Per quanto riguarda la gestione dei rifiuti, il M5S ha una concezione diversa da quella che normalmente si è perseguita fino ad oggi.

Il problema principale di molte amministrazioni verte sulla gestione dei rifiuti in base alla collocazione degli scarti e alla loro differenziazione, tutto ciò ha portato sicuramente dei vantaggi legati al riciclo, ma non ha cambiato la sostanza e la quantità di rifiuto, inoltre nonostante lo sforzo di differenziare abbiamo visto nel tempo aumentare a dismisura le nostre bollette.

Noi proponiamo la tariffa puntuale sull’indifferenziato, cioè una tariffa legata ai quantitativi di rifiuti che gettiamo. Ad es.
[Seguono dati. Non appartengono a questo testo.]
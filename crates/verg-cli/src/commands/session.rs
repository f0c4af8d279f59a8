//! Session-log subcommands.

use std::path::PathBuf;

use clap::Subcommand;
use uuid::Uuid;
use verg_core::{Journal, JsonStore, Settings, SystemClock};

#[derive(Subcommand)]
pub enum SessionAction {
    /// Record a completed writing session (gate-checked)
    Record {
        /// Minutes spent writing
        #[arg(long)]
        minutes: u64,
        /// Photo of the written page to import; omit if skipped
        #[arg(long)]
        image: Option<PathBuf>,
    },
    /// List sessions, newest first
    List {
        /// Output raw JSON
        #[arg(long)]
        json: bool,
    },
    /// Delete a session and its page image
    Delete {
        /// Session id
        id: Uuid,
    },
}

pub fn run(action: SessionAction) -> Result<(), Box<dyn std::error::Error>> {
    let settings = Settings::load_or_default();
    let store = JsonStore::open()?;

    match action {
        SessionAction::Record { minutes, image } => {
            let mut journal = Journal::open(store, Box::new(SystemClock))?;

            // Gate before touching the image dir so a refused attempt
            // imports nothing.
            let decision = journal.gate(settings.is_subscribed, settings.free_session_limit);
            if decision.should_show_paywall() {
                eprintln!("free sessions used up: subscribe to keep writing");
                std::process::exit(1);
            }

            let image_name = image
                .map(|path| journal.store().import_image(&path))
                .transpose()?;
            match journal.complete_session(minutes.saturating_mul(60), image_name.clone()) {
                Ok((_, event)) => println!("{}", serde_json::to_string_pretty(&event)?),
                Err(e) => {
                    // The append failed; don't leave the imported copy
                    // orphaned in the image dir.
                    if let Some(name) = image_name {
                        let _ = std::fs::remove_file(journal.store().image_path(&name));
                    }
                    return Err(e.into());
                }
            }
        }
        SessionAction::List { json } => {
            let journal = Journal::open(store, Box::new(SystemClock))?;
            if json {
                println!("{}", serde_json::to_string_pretty(journal.sessions())?);
            } else {
                for session in journal.sessions() {
                    println!(
                        "{}  {}  {}  {}",
                        session.id,
                        session.formatted_date(),
                        session.formatted_time(),
                        session.formatted_duration(),
                    );
                }
            }
        }
        SessionAction::Delete { id } => {
            let mut journal = Journal::open(store, Box::new(SystemClock))?;
            let event = journal.delete_session(id)?;
            println!("{}", serde_json::to_string_pretty(&event)?);
        }
    }
    Ok(())
}
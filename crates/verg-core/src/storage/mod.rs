mod settings;
mod store;

pub use settings::{NotificationSettings, Settings, TimerSettings, DURATION_PRESETS};
pub use store::{JsonStore, MemoryStore, SessionStore};

use std::path::PathBuf;

use crate::error::StorageError;

/// Returns `~/.config/verg[-dev]/` based on VERG_ENV.
///
/// Set VERG_ENV=dev to use a development data directory.
///
/// # Errors
/// Returns an error if the home directory cannot be determined or if
/// creating the directory fails.
pub fn data_dir() -> Result<PathBuf, StorageError> {
    let base_dir = dirs::home_dir()
        .unwrap_or_else(|| PathBuf::from("."))
        .join(".config");

    let env = std::env::var("VERG_ENV").unwrap_or_else(|_| "production".to_string());

    let dir = if env == "dev" {
        base_dir.join("verg-dev")
    } else {
        base_dir.join("verg")
    };

    std::fs::create_dir_all(&dir).map_err(StorageError::DataDir)?;
    Ok(dir)
}
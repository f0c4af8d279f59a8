//! Writing-timer subcommands.
//!
//! The engine is persisted as JSON between invocations and resynced from
//! its stored target instant on every load, so `status` shows the true
//! remaining time no matter how long ago `start` ran.

use std::path::PathBuf;

use chrono::{DateTime, Utc};
use clap::Subcommand;
use verg_core::storage::data_dir;
use verg_core::{Clock, Journal, JsonStore, Settings, SystemClock, TimerEngine};

#[derive(Subcommand)]
pub enum TimerAction {
    /// Start a writing session (gate-checked)
    Start {
        /// Duration in minutes; defaults to the configured preset
        #[arg(long)]
        minutes: Option<u64>,
    },
    /// Pause the running timer
    Pause,
    /// Resume a paused timer
    Resume,
    /// Reset to idle
    Reset,
    /// Print current timer state as JSON
    Status,
}

fn engine_path() -> Result<PathBuf, Box<dyn std::error::Error>> {
    Ok(data_dir()?.join("timer.json"))
}

fn load_engine() -> TimerEngine {
    if let Ok(path) = engine_path() {
        if let Ok(json) = std::fs::read_to_string(path) {
            if let Ok(engine) = serde_json::from_str::<TimerEngine>(&json) {
                return engine;
            }
        }
    }
    TimerEngine::new()
}

fn save_engine(engine: &TimerEngine) -> Result<(), Box<dyn std::error::Error>> {
    let json = serde_json::to_string(engine)?;
    std::fs::write(engine_path()?, json)?;
    Ok(())
}

fn print_event(event: &verg_core::Event) -> Result<(), Box<dyn std::error::Error>> {
    println!("{}", serde_json::to_string_pretty(event)?);
    Ok(())
}

pub fn run(action: TimerAction) -> Result<(), Box<dyn std::error::Error>> {
    let now: DateTime<Utc> = SystemClock.now();
    let mut engine = load_engine();

    // Catch up with wall-clock truth before acting; a completion that
    // happened while no process was running surfaces here.
    if let Some(event) = engine.resync(now) {
        print_event(&event)?;
    }

    match action {
        TimerAction::Start { minutes } => {
            let settings = Settings::load_or_default();
            let store = JsonStore::open()?;
            let journal = Journal::open(store, Box::new(SystemClock))?;
            let decision = journal.gate(settings.is_subscribed, settings.free_session_limit);
            if decision.should_show_paywall() {
                eprintln!("free sessions used up: subscribe to keep writing");
                std::process::exit(1);
            }
            let duration_secs = minutes
                .map(|m| m.saturating_mul(60))
                .unwrap_or(settings.timer.duration_secs);
            let event = engine.start(duration_secs as i64, now);
            print_event(&event)?;
        }
        TimerAction::Pause => {
            if let Some(event) = engine.pause(now) {
                print_event(&event)?;
            } else {
                print_event(&engine.snapshot(now))?;
            }
        }
        TimerAction::Resume => {
            if let Some(event) = engine.resume(now) {
                print_event(&event)?;
            } else {
                print_event(&engine.snapshot(now))?;
            }
        }
        TimerAction::Reset => {
            let event = engine.reset(now);
            print_event(&event)?;
        }
        TimerAction::Status => {
            print_event(&engine.snapshot(now))?;
        }
    }

    save_engine(&engine)?;
    Ok(())
}
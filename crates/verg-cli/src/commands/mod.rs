pub mod config;
pub mod session;
pub mod stats;
pub mod timer;
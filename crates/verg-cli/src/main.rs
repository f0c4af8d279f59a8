use clap::{Parser, Subcommand};

mod commands;

#[derive(Parser)]
#[command(name = "verg", version, about = "Verg paper journaling companion")]
struct Cli {
    #[command(subcommand)]
    command: Commands,
}

#[derive(Subcommand)]
enum Commands {
    /// Writing timer control
    Timer {
        #[command(subcommand)]
        action: commands::timer::TimerAction,
    },
    /// Session log management
    Session {
        #[command(subcommand)]
        action: commands::session::SessionAction,
    },
    /// Streak and session statistics
    Stats {
        #[command(subcommand)]
        action: commands::stats::StatsAction,
    },
    /// Settings management
    Config {
        #[command(subcommand)]
        action: commands::config::ConfigAction,
    },
}

fn main() {
    let cli = Cli::parse();
    let result = match cli.command {
        Commands::Timer { action } => commands::timer::run(action),
        Commands::Session { action } => commands::session::run(action),
        Commands::Stats { action } => commands::stats::run(action),
        Commands::Config { action } => commands::config::run(action),
    };

    if let Err(e) = result {
        eprintln!("error: {e}");
        std::process::exit(1);
    }
}
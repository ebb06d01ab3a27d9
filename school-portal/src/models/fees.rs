use serde::Deserialize;
use thiserror::Error;

/// Body of `POST /api/fees/order`.
#[derive(Debug, Deserialize)]
pub struct FeeAmount {
    /// Amount in major currency units (rupees).
    pub amount: f64,
}

/// Checkout callback fields posted back after the gateway widget completes.
#[derive(Debug, Deserialize)]
pub struct VerifyPaymentRequest {
    pub razorpay_order_id: String,
    pub razorpay_payment_id: String,
    pub razorpay_signature: String,
}

#[derive(Debug, Error, PartialEq)]
pub enum AmountError {
    #[error("Amount must be a finite number")]
    NotFinite,
    #[error("Amount must be greater than zero")]
    NotPositive,
    #[error("Amount is too large")]
    TooLarge,
}

/// Convert a major-unit amount to minor units (× 100), rounding to the nearest paisa.
pub fn to_minor_units(amount: f64) -> Result<u64, AmountError> {
    if !amount.is_finite() {
        return Err(AmountError::NotFinite);
    }

    let minor = (amount * 100.0).round();
    if minor < 1.0 {
        return Err(AmountError::NotPositive);
    }
    // f64 represents integers exactly only up to 2^53.
    if minor > 9_007_199_254_740_992.0 {
        return Err(AmountError::TooLarge);
    }

    Ok(minor as u64)
}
Una famiglia che getta 50 kg di immondizia pagherà la metà di una famiglia che getta 100 kg di immondizia.

Attraverso studi portati avanti dal gruppo ambiente del M5S di Pesaro e suffragati da dati scientifici, si è visto che dimezzare la quantità di prodotti di scarto è possibile anche senza cambiare le nostre abitudini, ma è possibile anche ridurla in modo più drastico seguendo alcune piccole regole quotidiane.

Il Comune si farà carico di istituire dei corsi per insegnare ai cittadini come creare meno rifiuti e quindi risparmiare ingenti quantità di denaro.

Stringeremo accordi anche con le aziende locali per la produzione di beni di consumo atti ad agevolare questa operazione, redigeremo un progetto comunale da presentare all’Europa per richiedere fondi relativi a bandi che già esistono nell’ambito della gestione dei rifiuti.

Allo scopo di educare nella direzione della diminuzione dei rifiuti, istituiremo dei tutoraggi nelle scuole e dei veri e propri concorsi che premieranno le scuole più meritorie con mezzi tecnici per la didattica e materiali di servizio.

Si agevolerà la creazione di compostiere condominiali che permetteranno una diminuzione dei rifiuti del 50% nell’immediato.

In questa direzione potremo cancellare la parola discarica come conosciuta fino ad oggi, ed evitare come al punto 2 l’inquinamento delle acque superficiali, di profondità e di falda e migliorare la salubrità dell’aria.

Punteremo all’innovazione ‘smart’: cassonetti con compattatore incorporato dei rifiuti indifferenziati, alimentato a energia solare da pannelli posti sulla copertura.

Possono contenere fino a cinque volte la quantità standard di rifiuti e un sistema di allerta avverte la centrale quando sono pieni, riducendo gli spostamenti dei mezzi di raccolta.

Verranno infine promossi anche tutti quei progetti della categoria “plastic free”.